WHAT YOU WILL DO — Tally how many lines in the data below include "stopping", then please reply with only that figure.

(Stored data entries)
--------------------

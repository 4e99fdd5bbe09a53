//! Process signal handling.

use mongo_statsd_core::error::{ExporterError, Result};

/// Wait for SIGINT, SIGTERM or SIGQUIT (ctrl-c elsewhere) and return its name.
#[cfg(unix)]
pub async fn wait_for_signal() -> Result<&'static str> {
    use tokio::signal::unix::{signal, SignalKind};

    let install = |kind: SignalKind| {
        signal(kind)
            .map_err(|e| ExporterError::Internal(format!("install signal handler failed: {e}")))
    };
    let mut int = install(SignalKind::interrupt())?;
    let mut term = install(SignalKind::terminate())?;
    let mut quit = install(SignalKind::quit())?;

    let name = tokio::select! {
        _ = int.recv() => "SIGINT",
        _ = term.recv() => "SIGTERM",
        _ = quit.recv() => "SIGQUIT",
    };
    Ok(name)
}

#[cfg(not(unix))]
pub async fn wait_for_signal() -> Result<&'static str> {
    tokio::signal::ctrl_c()
        .await
        .map_err(|e| ExporterError::Internal(format!("install ctrl-c handler failed: {e}")))?;
    Ok("ctrl-c")
}
//! The seam between the mapper and whatever client ships gauges out.

use crate::error::Result;
use crate::mapper::Gauge;

/// A destination for gauges. The exporter's StatsD client implements this;
/// tests use recording doubles.
pub trait GaugeSink: Send + Sync {
    /// Emit one gauge.
    fn send_gauge(&self, gauge: &Gauge) -> Result<()>;

    /// Flush and release the underlying client. Called once, at shutdown.
    fn close(&self) -> Result<()>;
}

/// Send `gauges` in order, stopping at the first failure.
///
/// Returns the number of gauges sent. Gauges after the failing one are not
/// attempted for this tick.
pub fn push_gauges(sink: &dyn GaugeSink, gauges: &[Gauge]) -> Result<usize> {
    for (sent, g) in gauges.iter().enumerate() {
        if let Err(e) = sink.send_gauge(g) {
            tracing::debug!(gauge = g.name, sent, error = %e, "gauge send failed, aborting tick");
            return Err(e);
        }
    }
    Ok(gauges.len())
}
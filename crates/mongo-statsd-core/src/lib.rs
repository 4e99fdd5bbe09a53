//! mongo-statsd core: the status document model, the gauge mapper, and the
//! error surface shared by the exporter and its tests.
//!
//! This crate carries no runtime, driver, or socket dependencies. Everything
//! here is a pure transformation from a decoded `serverStatus` document to an
//! ordered list of gauges, plus the [`GaugeSink`] seam the exporter plugs a
//! real StatsD client into.
//!
//! # Defensive guarantees
//! Panics, `unwrap`, and `expect` are compile-denied here
//! (`#![deny(clippy::panic, clippy::unwrap_used, clippy::expect_used)]`).
//! All fallible paths surface as `ExporterError`/`Result`.

#![deny(clippy::unwrap_used)]
#![deny(clippy::expect_used)]
#![deny(clippy::panic)]

pub mod error;
pub mod mapper;
pub mod sink;
pub mod status;

/// Shared result type.
pub use error::{ErrorKind, ExporterError, Result};
pub use mapper::{gauges, Gauge, GAUGE_COUNT, SAMPLE_RATE};
pub use sink::{push_gauges, GaugeSink};
pub use status::StatusSnapshot;
//! The tick loop: fetch -> map -> send on a fixed period until shutdown.
//!
//! Two states. `Running` ticks; `ShuttingDown` is terminal: the sink is closed
//! once and the loop returns. A tick that is already running when shutdown
//! arrives finishes before the loop notices.

use std::sync::Arc;
use std::time::Duration;

use tokio::time::{interval_at, Instant, MissedTickBehavior};
use tokio_util::sync::CancellationToken;

use mongo_statsd_core::error::Result;
use mongo_statsd_core::mapper::gauges;
use mongo_statsd_core::sink::{push_gauges, GaugeSink};

use crate::config::{ExporterConfig, FetchErrorPolicy};
use crate::obs::metrics::{OUTCOME_FETCH_ERROR, OUTCOME_OK, OUTCOME_SEND_ERROR};
use crate::obs::{ExporterMetrics, RunSummary};
use crate::source::StatusSource;

#[derive(Debug, Clone, Copy, PartialEq, Eq)]
pub enum RunState {
    Running,
    ShuttingDown,
}

pub struct Scheduler {
    period: Duration,
    on_fetch_error: FetchErrorPolicy,
    source: Arc<dyn StatusSource>,
    sink: Arc<dyn GaugeSink>,
    metrics: Arc<ExporterMetrics>,
}

impl Scheduler {
    pub fn new(
        period: Duration,
        on_fetch_error: FetchErrorPolicy,
        source: Arc<dyn StatusSource>,
        sink: Arc<dyn GaugeSink>,
    ) -> Self {
        Self {
            period,
            on_fetch_error,
            source,
            sink,
            metrics: Arc::new(ExporterMetrics::default()),
        }
    }

    pub fn from_config(
        cfg: &ExporterConfig,
        source: Arc<dyn StatusSource>,
        sink: Arc<dyn GaugeSink>,
    ) -> Self {
        Self::new(cfg.interval, cfg.on_fetch_error, source, sink)
    }

    pub fn metrics(&self) -> Arc<ExporterMetrics> {
        Arc::clone(&self.metrics)
    }

    /// Tick every `period` (first tick one period after start) until
    /// `shutdown` fires or a fetch fails under [`FetchErrorPolicy::Exit`].
    ///
    /// The sink is closed before returning on every path.
    pub async fn run(self, shutdown: CancellationToken) -> Result<RunSummary> {
        let mut ticker = interval_at(Instant::now() + self.period, self.period);
        ticker.set_missed_tick_behavior(MissedTickBehavior::Skip);

        let mut state = RunState::Running;
        let mut outcome: Result<()> = Ok(());

        tracing::info!(
            source = %self.source.describe(),
            period = ?self.period,
            on_fetch_error = self.on_fetch_error.as_str(),
            "scheduler running"
        );

        while state == RunState::Running {
            tokio::select! {
                biased;

                _ = shutdown.cancelled() => {
                    state = RunState::ShuttingDown;
                }

                _ = ticker.tick() => {
                    if let Err(e) = self.tick().await {
                        outcome = Err(e);
                        state = RunState::ShuttingDown;
                    }
                }
            }
        }

        tracing::info!("scheduler shutting down");
        if let Err(e) = self.sink.close() {
            tracing::warn!(kind = e.kind().as_str(), error = %e, "closing metrics sink failed");
        }

        outcome.map(|()| self.metrics.summary())
    }

    /// One fetch -> map -> send cycle. Only returns `Err` when the fetch
    /// failed and the policy says to stop.
    pub async fn tick(&self) -> Result<()> {
        let started = Instant::now();

        let snapshot = match self.source.fetch().await {
            Ok(s) => s,
            Err(e) => {
                self.metrics.record_tick(OUTCOME_FETCH_ERROR, started.elapsed());
                return match self.on_fetch_error {
                    FetchErrorPolicy::Skip => {
                        tracing::warn!(kind = e.kind().as_str(), error = %e, "status fetch failed, skipping tick");
                        Ok(())
                    }
                    FetchErrorPolicy::Exit => {
                        tracing::error!(kind = e.kind().as_str(), error = %e, "status fetch failed, stopping");
                        Err(e)
                    }
                };
            }
        };

        let list = gauges(&snapshot);
        match push_gauges(self.sink.as_ref(), &list) {
            Ok(sent) => {
                self.metrics.gauges_sent.add(&[], sent as u64);
                self.metrics.record_tick(OUTCOME_OK, started.elapsed());
                tracing::debug!(
                    host = %snapshot.host,
                    version = %snapshot.version,
                    gauges = sent,
                    elapsed = ?started.elapsed(),
                    "tick complete"
                );
            }
            Err(e) => {
                self.metrics.record_tick(OUTCOME_SEND_ERROR, started.elapsed());
                tracing::warn!(kind = e.kind().as_str(), error = %e, "gauge send failed");
            }
        }
        Ok(())
    }
}
//! mongo-statsd exporter library entry.
//!
//! Wires configuration, the MongoDB status source, the StatsD sink and the
//! tick scheduler into one process. Consumed by the binary (`main.rs`) and by
//! integration tests, which drive [`scheduler::Scheduler`] with test doubles.

pub mod app;
pub mod config;
pub mod obs;
pub mod scheduler;
pub mod shutdown;
pub mod sink;
pub mod source;
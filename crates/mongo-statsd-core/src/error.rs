//! Shared error type across mongo-statsd crates.

use thiserror::Error;

/// Stable error categories, used as a structured log field.
#[derive(Debug, Clone, Copy, PartialEq, Eq)]
pub enum ErrorKind {
    /// Invalid flag, environment variable, or config file.
    Config,
    /// Database connect or command failure.
    Fetch,
    /// Status document did not match the expected shape.
    Decode,
    /// Metrics sink construction or send failure.
    Sink,
    /// Anything else.
    Internal,
}

impl ErrorKind {
    /// String representation used in log fields.
    pub fn as_str(self) -> &'static str {
        match self {
            ErrorKind::Config => "CONFIG",
            ErrorKind::Fetch => "FETCH",
            ErrorKind::Decode => "DECODE",
            ErrorKind::Sink => "SINK",
            ErrorKind::Internal => "INTERNAL",
        }
    }
}

/// Shared result type.
pub type Result<T> = std::result::Result<T, ExporterError>;

/// Unified error type used by core and exporter.
#[derive(Debug, Error)]
pub enum ExporterError {
    #[error("config: {0}")]
    Config(String),
    #[error("fetch: {0}")]
    Fetch(String),
    #[error("decode: {0}")]
    Decode(String),
    #[error("sink: {0}")]
    Sink(String),
    #[error("internal: {0}")]
    Internal(String),
}

impl ExporterError {
    /// Map the error to its stable category.
    pub fn kind(&self) -> ErrorKind {
        match self {
            ExporterError::Config(_) => ErrorKind::Config,
            ExporterError::Fetch(_) => ErrorKind::Fetch,
            ExporterError::Decode(_) => ErrorKind::Decode,
            ExporterError::Sink(_) => ErrorKind::Sink,
            ExporterError::Internal(_) => ErrorKind::Internal,
        }
    }
}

--------------------

REPLY TO THE TASK — 2